Extracted records:

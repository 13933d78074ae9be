//! Wiki-link extraction.
//!
//! Recognized form: `[[target]]` or `[[target|alias]]`. The target may not
//! contain `]`, `|`, `#`, or `\`; the alias may contain anything but `]`.
//! Only the target is yielded, trimmed. Links that fail the target rules
//! (`[[a#b]]`, `[[a\|b]]`) are not links; [`malformed_links`] reports the
//! backslash forms separately.

use serde::Serialize;

/// Lazy iterator over raw link targets in document order.
#[derive(Debug, Clone)]
pub struct LinkTargets<'a> {
    text: &'a str,
    pos: usize,
}

impl<'a> Iterator for LinkTargets<'a> {
    type Item = &'a str;

    fn next(&mut self) -> Option<Self::Item> {
        while let Some(offset) = self.text[self.pos..].find("[[") {
            let start = self.pos + offset;
            if let Some((target, end)) = match_link(self.text, start) {
                self.pos = end;
                let target = target.trim();
                if !target.is_empty() {
                    return Some(target);
                }
            } else {
                self.pos = start + 1;
            }
        }
        self.pos = self.text.len();
        None
    }
}

/// Extract link targets from already-sanitized text.
///
/// Duplicates are yielded every time they occur.
#[must_use]
pub const fn extract_links(text: &str) -> LinkTargets<'_> {
    LinkTargets { text, pos: 0 }
}

/// Try to match a link at `start` (which points at `[[`).
///
/// Returns the untrimmed target and the byte offset just past `]]`.
fn match_link(text: &str, start: usize) -> Option<(&str, usize)> {
    let inner_start = start + 2;
    let inner = &text[inner_start..];
    let target_len = inner
        .find([']', '|', '#', '\\'])
        .unwrap_or(inner.len());
    if target_len == 0 {
        return None;
    }

    let target = &inner[..target_len];
    let rest = &inner[target_len..];

    if rest.starts_with("]]") {
        return Some((target, inner_start + target_len + 2));
    }

    let alias = rest.strip_prefix('|')?;
    let alias_len = alias.find(']').unwrap_or(alias.len());
    if alias_len == 0 || !alias[alias_len..].starts_with("]]") {
        return None;
    }

    Some((target, inner_start + target_len + 1 + alias_len + 2))
}

/// Why a bracketed link was rejected.
#[derive(Debug, Clone, Copy, PartialEq, Eq, Serialize)]
#[serde(rename_all = "kebab-case")]
pub enum MalformedReason {
    /// `[[target\|alias]]`: an escaped pipe left behind by table editing.
    BackslashPipe,
    BackslashInTarget,
}

/// A bracketed span rejected for backslash content.
#[derive(Debug, Clone, PartialEq, Eq, Serialize)]
pub struct MalformedLink {
    pub raw: String,
    pub reason: MalformedReason,
}

/// Report `[[...]]` spans whose content contains a backslash.
#[must_use]
pub fn malformed_links(text: &str) -> Vec<MalformedLink> {
    let mut found = Vec::new();
    let mut pos = 0;

    while let Some(offset) = text[pos..].find("[[") {
        let inner_start = pos + offset + 2;
        let inner = &text[inner_start..];
        let Some(close) = inner.find(']') else {
            break;
        };

        let content = &inner[..close];
        if inner[close..].starts_with("]]") && content.contains('\\') && !content.contains("[[") {
            let reason = if content.contains("\\|") {
                MalformedReason::BackslashPipe
            } else {
                MalformedReason::BackslashInTarget
            };
            found.push(MalformedLink {
                raw: content.to_string(),
                reason,
            });
            pos = inner_start + close + 2;
        } else {
            pos = inner_start - 1;
        }
    }

    found
}

#[cfg(test)]
mod tests {
    use super::*;

    fn links(text: &str) -> Vec<&str> {
        extract_links(text).collect()
    }

    #[test]
    fn plain_and_aliased_links() {
        assert_eq!(links("see [[Alpha]] and [[Beta|the beta]]."), vec!["Alpha", "Beta"]);
    }

    #[test]
    fn duplicates_are_yielded_in_order() {
        assert_eq!(links("[[b]] [[a]] [[b]]"), vec!["b", "a", "b"]);
    }

    #[test]
    fn path_targets_are_kept_verbatim() {
        assert_eq!(links("[[arch/Root Doc]]"), vec!["arch/Root Doc"]);
        assert_eq!(links("[[a%20b]]"), vec!["a%20b"]);
    }

    #[test]
    fn fragment_and_backslash_targets_are_not_links() {
        assert!(links("[[Doc#Heading]]").is_empty());
        assert!(links("[[Doc\\|alias]]").is_empty());
        assert!(links("[[a\\b]]").is_empty());
    }

    #[test]
    fn empty_and_unclosed_links_are_ignored() {
        assert!(links("[[]] [[ ]] [[open").is_empty());
        assert!(links("[[a|]]").is_empty());
        assert!(links("[[a] b]]").is_empty());
    }

    #[test]
    fn targets_are_trimmed() {
        assert_eq!(links("[[  spaced  |x]]"), vec!["spaced"]);
    }

    #[test]
    fn alias_may_contain_hash_and_pipes() {
        assert_eq!(links("[[t|a#b|c]]"), vec!["t"]);
    }

    #[test]
    fn extra_opening_bracket_becomes_part_of_target() {
        assert_eq!(links("[[[x]]"), vec!["[x"]);
    }

    #[test]
    fn cyrillic_targets() {
        assert_eq!(links("[[КАРТА_ГРАФУ|карта]] [[Вузол]]"), vec!["КАРТА_ГРАФУ", "Вузол"]);
    }

    #[test]
    fn malformed_backslash_links_are_reported() {
        let found = malformed_links("ok [[fine]] bad [[Target\\|alias]] odd [[a\\b]]");
        assert_eq!(
            found,
            vec![
                MalformedLink {
                    raw: "Target\\|alias".to_string(),
                    reason: MalformedReason::BackslashPipe,
                },
                MalformedLink {
                    raw: "a\\b".to_string(),
                    reason: MalformedReason::BackslashInTarget,
                },
            ]
        );
    }
}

-- Required action --
Every record above needs to be repeated word for word.

-- Task output --
repository 13933d78074ae9be
//! Wiki-link extraction.
//!
//! Recognized form: `[[target]]` or `[[target|alias]]`. The target may not
//! contain `]`, `|`, `#`, or `\`; the alias may contain anything but `]`.
//! Only the target is yielded, trimmed. Links that fail the target rules
//! (`[[a#b]]`, `[[a\|b]]`) are not links; [`malformed_links`] reports the
//! backslash forms separately.

use serde::Serialize;

/// Lazy iterator over raw link targets in document order.
#[derive(Debug, Clone)]
pub struct LinkTargets<'a> {
    text: &'a str,
    pos: usize,
}

impl<'a> Iterator for LinkTargets<'a> {
    type Item = &'a str;

    fn next(&mut self) -> Option<Self::Item> {
        while let Some(offset) = self.text[self.pos..].find("[[") {
            let start = self.pos + offset;
            if let Some((target, end)) = match_link(self.text, start) {
                self.pos = end;
                let target = target.trim();
                if !target.is_empty() {
                    return Some(target);
                }
            } else {
                self.pos = start + 1;
            }
        }
        self.pos = self.text.len();
        None
    }
}

/// Extract link targets from already-sanitized text.
///
/// Duplicates are yielded every time they occur.
#[must_use]
pub const fn extract_links(text: &str) -> LinkTargets<'_> {
    LinkTargets { text, pos: 0 }
}

/// Try to match a link at `start` (which points at `[[`).
///
/// Returns the untrimmed target and the byte offset just past `]]`.
fn match_link(text: &str, start: usize) -> Option<(&str, usize)> {
    let inner_start = start + 2;
    let inner = &text[inner_start..];
    let target_len = inner
        .find([']', '|', '#', '\\'])
        .unwrap_or(inner.len());
    if target_len == 0 {
        return None;
    }

    let target = &inner[..target_len];
    let rest = &inner[target_len..];

    if rest.starts_with("]]") {
        return Some((target, inner_start + target_len + 2));
    }

    let alias = rest.strip_prefix('|')?;
    let alias_len = alias.find(']').unwrap_or(alias.len());
    if alias_len == 0 || !alias[alias_len..].starts_with("]]") {
        return None;
    }

    Some((target, inner_start + target_len + 1 + alias_len + 2))
}

/// Why a bracketed link was rejected.
#[derive(Debug, Clone, Copy, PartialEq, Eq, Serialize)]
#[serde(rename_all = "kebab-case")]
pub enum MalformedReason {
    /// `[[target\|alias]]`: an escaped pipe left behind by table editing.
    BackslashPipe,
    BackslashInTarget,
}

/// A bracketed span rejected for backslash content.
#[derive(Debug, Clone, PartialEq, Eq, Serialize)]
pub struct MalformedLink {
    pub raw: String,
    pub reason: MalformedReason,
}

/// Report `[[...]]` spans whose content contains a backslash.
#[must_use]
pub fn malformed_links(text: &str) -> Vec<MalformedLink> {
    let mut found = Vec::new();
    let mut pos = 0;

    while let Some(offset) = text[pos..].find("[[") {
        let inner_start = pos + offset + 2;
        let inner = &text[inner_start..];
        let Some(close) = inner.find(']') else {
            break;
        };

        let content = &inner[..close];
        if inner[close..].starts_with("]]") && content.contains('\\') && !content.contains("[[") {
            let reason = if content.contains("\\|") {
                MalformedReason::BackslashPipe
            } else {
                MalformedReason::BackslashInTarget
            };
            found.push(MalformedLink {
                raw: content.to_string(),
                reason,
            });
            pos = inner_start + close + 2;
        } else {
            pos = inner_start - 1;
        }
    }

    found
}

#[cfg(test)]
mod tests {
    use super::*;

    fn links(text: &str) -> Vec<&str> {
        extract_links(text).collect()
    }

    #[test]
    fn plain_and_aliased_links() {
        assert_eq!(links("see [[Alpha]] and [[Beta|the beta]]."), vec!["Alpha", "Beta"]);
    }

    #[test]
    fn duplicates_are_yielded_in_order() {
        assert_eq!(links("[[b]] [[a]] [[b]]"), vec!["b", "a", "b"]);
    }

    #[test]
    fn path_targets_are_kept_verbatim() {
        assert_eq!(links("[[arch/Root Doc]]"), vec!["arch/Root Doc"]);
        assert_eq!(links("[[a%20b]]"), vec!["a%20b"]);
    }

    #[test]
    fn fragment_and_backslash_targets_are_not_links() {
        assert!(links("[[Doc#Heading]]").is_empty());
        assert!(links("[[Doc\\|alias]]").is_empty());
        assert!(links("[[a\\b]]").is_empty());
    }

    #[test]
    fn empty_and_unclosed_links_are_ignored() {
        assert!(links("[[]] [[ ]] [[open").is_empty());
        assert!(links("[[a|]]").is_empty());
        assert!(links("[[a] b]]").is_empty());
    }

    #[test]
    fn targets_are_trimmed() {
        assert_eq!(links("[[  spaced  |x]]"), vec!["spaced"]);
    }

    #[test]
    fn alias_may_contain_hash_and_pipes() {
        assert_eq!(links("[[t|a#b|c]]"), vec!["t"]);
    }

    #[test]
    fn extra_opening_bracket_becomes_part_of_target() {
        assert_eq!(links("[[[x]]"), vec!["[x"]);
    }

    #[test]
    fn cyrillic_targets() {
        assert_eq!(links("[[КАРТА_ГРАФУ|карта]] [[Вузол]]"), vec!["КАРТА_ГРАФУ", "Вузол"]);
    }

    #[test]
    fn malformed_backslash_links_are_reported() {
        let found = malformed_links("ok [[fine]] bad [[Target\\|alias]] odd [[a\\b]]");
        assert_eq!(
            found,
            vec![
                MalformedLink {
                    raw: "Target\\|alias".to_string(),
                    reason: MalformedReason::BackslashPipe,
                },
                MalformedLink {
                    raw: "a\\b".to_string(),
                    reason: MalformedReason::BackslashInTarget,
                },
            ]
        );
    }
}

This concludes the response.